EXERCISE PROMPT -
Among the entries that follow, some lines contain the word "broadcast". Show all of them.

DATA TO PROCESS -
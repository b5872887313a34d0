//! Pipeline execution: resolve, transfer, finalize, move.
//!
//! The worker owns the single-flight slot for the duration of one
//! operation and guarantees exactly one terminal event, whatever happens
//! inside the pipeline. The slot is released before the terminal event is
//! broadcast, so an observer reacting to the terminal can start the next
//! operation immediately.

use std::path::PathBuf;
use std::sync::Arc;

use futures::FutureExt;
use tokio_util::sync::CancellationToken;
use tracing::{info, warn};
use url::Url;

use super::progress::ProgressNormalizer;
use super::OperationRunner;
use crate::error::{Error, ErrorKind, Result};
use crate::source::ProgressSink;
use crate::types::{OperationId, OperationInfo, OperationRequest, Phase, ProgressEvent};
use crate::util::{sanitize_title, sweep_partials, unique_destination};

/// Entry point spawned by `start`.
pub(super) async fn run_operation(
    runner: OperationRunner,
    request: OperationRequest,
    url: Url,
    id: OperationId,
    cancel: CancellationToken,
    info: Arc<std::sync::Mutex<OperationInfo>>,
) {
    let outcome = std::panic::AssertUnwindSafe(execute(
        &runner, &request, &url, id, &cancel, &info,
    ))
    .catch_unwind()
    .await;

    // Whatever the outcome, no partial artifact survives past the
    // terminal event.
    if let Err(error) = sweep_partials(runner.config.work_dir()).await {
        warn!(%id, %error, "final staging sweep failed");
    }

    // Release the slot first: by the time the terminal event is observed,
    // a new start must succeed.
    {
        let mut slot = runner.active.lock().await;
        if slot.as_ref().is_some_and(|active| active.id == id) {
            *slot = None;
        }
    }

    let terminal = match outcome {
        Ok(Ok(output_path)) => {
            info!(%id, path = %output_path.display(), "operation completed");
            ProgressEvent::Completed { id, output_path }
        }
        Ok(Err(Error::Cancelled)) => {
            info!(%id, "operation cancelled");
            ProgressEvent::Cancelled { id }
        }
        // A kill issued on cancellation surfaces from the backend as a
        // transfer failure; report what the caller asked for.
        Ok(Err(Error::Download(_))) if cancel.is_cancelled() => {
            info!(%id, "operation cancelled during transfer");
            ProgressEvent::Cancelled { id }
        }
        Ok(Err(error)) => {
            warn!(%id, %error, "operation failed");
            ProgressEvent::Failed {
                id,
                kind: error.kind(),
                message: error.to_string(),
            }
        }
        Err(_) => {
            warn!(%id, "operation worker panicked");
            ProgressEvent::Failed {
                id,
                kind: ErrorKind::Unexpected,
                message: "operation worker panicked".to_string(),
            }
        }
    };

    runner.emit_event(terminal);
}

/// The pipeline proper. Cancellation checkpoints sit between phases; the
/// transfer additionally observes the token from the inside.
async fn execute(
    runner: &OperationRunner,
    request: &OperationRequest,
    url: &Url,
    id: OperationId,
    cancel: &CancellationToken,
    info: &Arc<std::sync::Mutex<OperationInfo>>,
) -> Result<PathBuf> {
    let work_dir = runner.config.work_dir().clone();

    // Clear leftovers from any previously interrupted operation.
    if let Err(error) = sweep_partials(&work_dir).await {
        warn!(%id, %error, "staging sweep failed, continuing");
    }

    runner.emit_event(ProgressEvent::Queued { id });

    checkpoint(cancel)?;
    set_phase(info, Phase::Resolving);
    runner.emit_event(ProgressEvent::Resolving { id });
    let metadata = runner.resolve(url).await?;

    checkpoint(cancel)?;
    set_phase(info, Phase::Transferring);
    let normalizer = Arc::new(std::sync::Mutex::new(ProgressNormalizer::new(
        id,
        runner.config.download.min_percent_step,
    )));
    let sink = make_sink(runner.clone(), normalizer.clone(), info.clone());
    let fetched = runner
        .source
        .fetch(url, &request.output, &work_dir, sink, cancel.clone())
        .await?;

    checkpoint(cancel)?;

    let target_ext = request.output.extension();
    let needs_transcode = fetched
        .extension()
        .and_then(|ext| ext.to_str())
        .is_none_or(|ext| !ext.eq_ignore_ascii_case(target_ext));

    let staged = if needs_transcode {
        set_phase(info, Phase::Finalizing);
        let already_emitted = match normalizer.lock() {
            Ok(guard) => guard.finalizing_emitted(),
            Err(poisoned) => poisoned.into_inner().finalizing_emitted(),
        };
        if !already_emitted {
            runner.emit_event(ProgressEvent::Finalizing { id });
        }

        let stem = fetched
            .file_stem()
            .and_then(|s| s.to_str())
            .unwrap_or("converted");
        let converted = work_dir.join(format!("{stem}.{target_ext}"));
        // Runs to completion even if cancellation fires now: killing the
        // conversion could leave a corrupt file.
        runner
            .transcoder
            .convert(&fetched, &request.output, &converted)
            .await?;
        if let Err(error) = tokio::fs::remove_file(&fetched).await {
            warn!(%id, file = %fetched.display(), %error, "failed to remove intermediate file");
        }
        converted
    } else {
        fetched
    };

    // The conversion itself is never interrupted, but a cancel accepted
    // while it ran still wins: discard the staged artifact instead of
    // delivering it.
    if cancel.is_cancelled() {
        tokio::fs::remove_file(&staged).await.ok();
        return Err(Error::Cancelled);
    }

    let stem_source = request
        .filename_override
        .as_deref()
        .unwrap_or(&metadata.title);
    let stem = sanitize_title(
        stem_source,
        runner.config.naming.max_name_len,
        &runner.config.naming.fallback_name,
    );
    let destination = request.dest_dir.join(format!("{stem}.{target_ext}"));
    let destination = unique_destination(&destination)?;
    move_into_place(&staged, &destination).await?;

    Ok(destination)
}

fn checkpoint(cancel: &CancellationToken) -> Result<()> {
    if cancel.is_cancelled() {
        return Err(Error::Cancelled);
    }
    Ok(())
}

fn set_phase(info: &Arc<std::sync::Mutex<OperationInfo>>, phase: Phase) {
    let mut guard = match info.lock() {
        Ok(guard) => guard,
        Err(poisoned) => poisoned.into_inner(),
    };
    guard.phase = phase;
}

/// Builds the callback handed to the backend: normalize each raw report,
/// refresh the live snapshot, broadcast the event.
fn make_sink(
    runner: OperationRunner,
    normalizer: Arc<std::sync::Mutex<ProgressNormalizer>>,
    info: Arc<std::sync::Mutex<OperationInfo>>,
) -> ProgressSink {
    Box::new(move |raw| {
        let event = {
            let mut guard = match normalizer.lock() {
                Ok(guard) => guard,
                Err(poisoned) => poisoned.into_inner(),
            };
            guard.normalize(&raw)
        };
        let Some(event) = event else { return };

        {
            let mut snapshot = match info.lock() {
                Ok(guard) => guard,
                Err(poisoned) => poisoned.into_inner(),
            };
            match &event {
                ProgressEvent::Transferring {
                    bytes_done,
                    bytes_total,
                    percent,
                    ..
                } => {
                    snapshot.phase = Phase::Transferring;
                    snapshot.bytes_done = *bytes_done;
                    snapshot.bytes_total = *bytes_total;
                    snapshot.percent = *percent;
                }
                ProgressEvent::Finalizing { .. } => snapshot.phase = Phase::Finalizing,
                _ => {}
            }
        }

        runner.emit_event(event);
    })
}

/// Rename, falling back to copy-and-delete for cross-device moves.
async fn move_into_place(staged: &PathBuf, destination: &PathBuf) -> Result<()> {
    match tokio::fs::rename(staged, destination).await {
        Ok(()) => Ok(()),
        Err(_) => {
            tokio::fs::copy(staged, destination).await.map_err(|e| {
                Error::Filesystem(format!(
                    "failed to move '{}' to '{}': {}",
                    staged.display(),
                    destination.display(),
                    e
                ))
            })?;
            if let Err(error) = tokio::fs::remove_file(staged).await {
                warn!(file = %staged.display(), %error, "failed to remove staged copy");
            }
            Ok(())
        }
    }
}
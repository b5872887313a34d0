//! Progress observation: UI-facing state derivation and event forwarding.
//!
//! [`ObserverState`] is a pure state machine a frontend feeds events into;
//! it answers "may the user start?", "may the user cancel?" and "what
//! should the status line say?" without touching any UI toolkit.
//! [`ProgressObserver`] plus [`forward_events`] connect a runner's event
//! stream to async consumers.

use std::path::PathBuf;
use std::sync::Arc;

use async_trait::async_trait;
use tokio::sync::broadcast;
use tracing::{debug, warn};

use crate::error::ErrorKind;
use crate::types::{OperationHandle, OperationId, Phase, ProgressEvent};

/// How the last finished operation ended.
#[derive(Debug, Clone, PartialEq, Eq)]
pub enum Outcome {
    /// The artifact landed at this path.
    Completed(PathBuf),
    /// The operation stopped at the user's request.
    Cancelled,
    /// The operation failed.
    Failed {
        /// Failure category.
        kind: ErrorKind,
        /// Human-readable detail.
        message: String,
    },
}

/// Derived state for driving start/cancel affordances and a status line.
///
/// Feed it [`mark_started`](ObserverState::mark_started) when a start call
/// is accepted and [`apply`](ObserverState::apply) for every event from the
/// runner. Events for operations other than the tracked one are ignored,
/// so late events from a finished operation cannot corrupt the state.
#[derive(Debug, Clone)]
pub struct ObserverState {
    current: Option<OperationId>,
    phase: Option<Phase>,
    percent: Option<u8>,
    status_line: String,
    last_outcome: Option<Outcome>,
}

impl ObserverState {
    /// Idle state: start allowed, cancel not.
    pub fn new() -> Self {
        ObserverState {
            current: None,
            phase: None,
            percent: None,
            status_line: "Ready".to_string(),
            last_outcome: None,
        }
    }

    /// Record that a start call was accepted for `handle`.
    ///
    /// Called before the first event arrives so the start affordance is
    /// disabled with no window for a double-start.
    pub fn mark_started(&mut self, handle: &OperationHandle) {
        self.current = Some(handle.id());
        self.phase = Some(Phase::Queued);
        self.percent = None;
        self.last_outcome = None;
        self.status_line = "Starting...".to_string();
    }

    /// Fold one runner event into the state.
    pub fn apply(&mut self, event: &ProgressEvent) {
        let Some(current) = self.current else {
            debug!(?event, "ignoring event while idle");
            return;
        };
        if event.id() != current {
            debug!(?event, %current, "ignoring event for a different operation");
            return;
        }

        match event {
            ProgressEvent::Queued { .. } => {
                self.phase = Some(Phase::Queued);
                self.status_line = "Queued".to_string();
            }
            ProgressEvent::Resolving { .. } => {
                self.phase = Some(Phase::Resolving);
                self.status_line = "Fetching media details...".to_string();
            }
            ProgressEvent::Transferring {
                bytes_done,
                percent,
                ..
            } => {
                self.phase = Some(Phase::Transferring);
                self.percent = *percent;
                self.status_line = match percent {
                    Some(percent) => format!("Downloading... {percent}%"),
                    None => format!("Downloading... {} bytes", bytes_done),
                };
            }
            ProgressEvent::Finalizing { .. } => {
                self.phase = Some(Phase::Finalizing);
                self.status_line = "Converting...".to_string();
            }
            ProgressEvent::Completed { output_path, .. } => {
                self.finish(Outcome::Completed(output_path.clone()));
                self.status_line = "Download complete".to_string();
            }
            ProgressEvent::Cancelled { .. } => {
                self.finish(Outcome::Cancelled);
                self.status_line = "Download cancelled".to_string();
            }
            ProgressEvent::Failed { kind, message, .. } => {
                self.finish(Outcome::Failed {
                    kind: *kind,
                    message: message.clone(),
                });
                self.status_line = format!("Download failed: {message}");
            }
        }
    }

    fn finish(&mut self, outcome: Outcome) {
        self.current = None;
        self.phase = None;
        self.percent = None;
        self.last_outcome = Some(outcome);
    }

    /// True when a new operation may be started.
    pub fn can_start(&self) -> bool {
        self.current.is_none()
    }

    /// True when there is a live operation to cancel.
    pub fn can_cancel(&self) -> bool {
        self.current.is_some()
    }

    /// Phase of the tracked operation, `None` when idle.
    pub fn phase(&self) -> Option<Phase> {
        self.phase
    }

    /// Latest known percentage, `None` when idle or the total is unknown.
    pub fn percent(&self) -> Option<u8> {
        self.percent
    }

    /// One-line human-readable status.
    pub fn status_line(&self) -> &str {
        &self.status_line
    }

    /// How the most recently finished operation ended.
    pub fn last_outcome(&self) -> Option<&Outcome> {
        self.last_outcome.as_ref()
    }
}

impl Default for ObserverState {
    fn default() -> Self {
        Self::new()
    }
}

/// Async consumer of a runner's event stream.
#[async_trait]
pub trait ProgressObserver: Send + Sync {
    /// Called for every event, terminals included.
    async fn on_event(&self, event: &ProgressEvent);

    /// Called once per operation after its terminal event.
    async fn on_terminal(&self, outcome: &Outcome) {
        let _ = outcome;
    }
}

/// Pumps events from a subscription into an observer until the channel
/// closes. Lagged receivers are resynchronized with a warning rather than
/// stopping the pump.
pub async fn forward_events(
    mut rx: broadcast::Receiver<ProgressEvent>,
    observer: Arc<dyn ProgressObserver>,
) {
    loop {
        match rx.recv().await {
            Ok(event) => {
                observer.on_event(&event).await;
                let outcome = match &event {
                    ProgressEvent::Completed { output_path, .. } => {
                        Some(Outcome::Completed(output_path.clone()))
                    }
                    ProgressEvent::Cancelled { .. } => Some(Outcome::Cancelled),
                    ProgressEvent::Failed { kind, message, .. } => Some(Outcome::Failed {
                        kind: *kind,
                        message: message.clone(),
                    }),
                    _ => None,
                };
                if let Some(outcome) = outcome {
                    observer.on_terminal(&outcome).await;
                }
            }
            Err(broadcast::error::RecvError::Lagged(missed)) => {
                warn!(missed, "observer lagged behind the event stream");
            }
            Err(broadcast::error::RecvError::Closed) => break,
        }
    }
}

SOLUTION FOR THIS TASK -
//! broadcast, so an observer reacting to the terminal can start the next
/// refresh the live snapshot, broadcast the event.
use tokio::sync::broadcast;
    mut rx: broadcast::Receiver<ProgressEvent>,
            Err(broadcast::error::RecvError::Lagged(missed)) => {
            Err(broadcast::error::RecvError::Closed) => break,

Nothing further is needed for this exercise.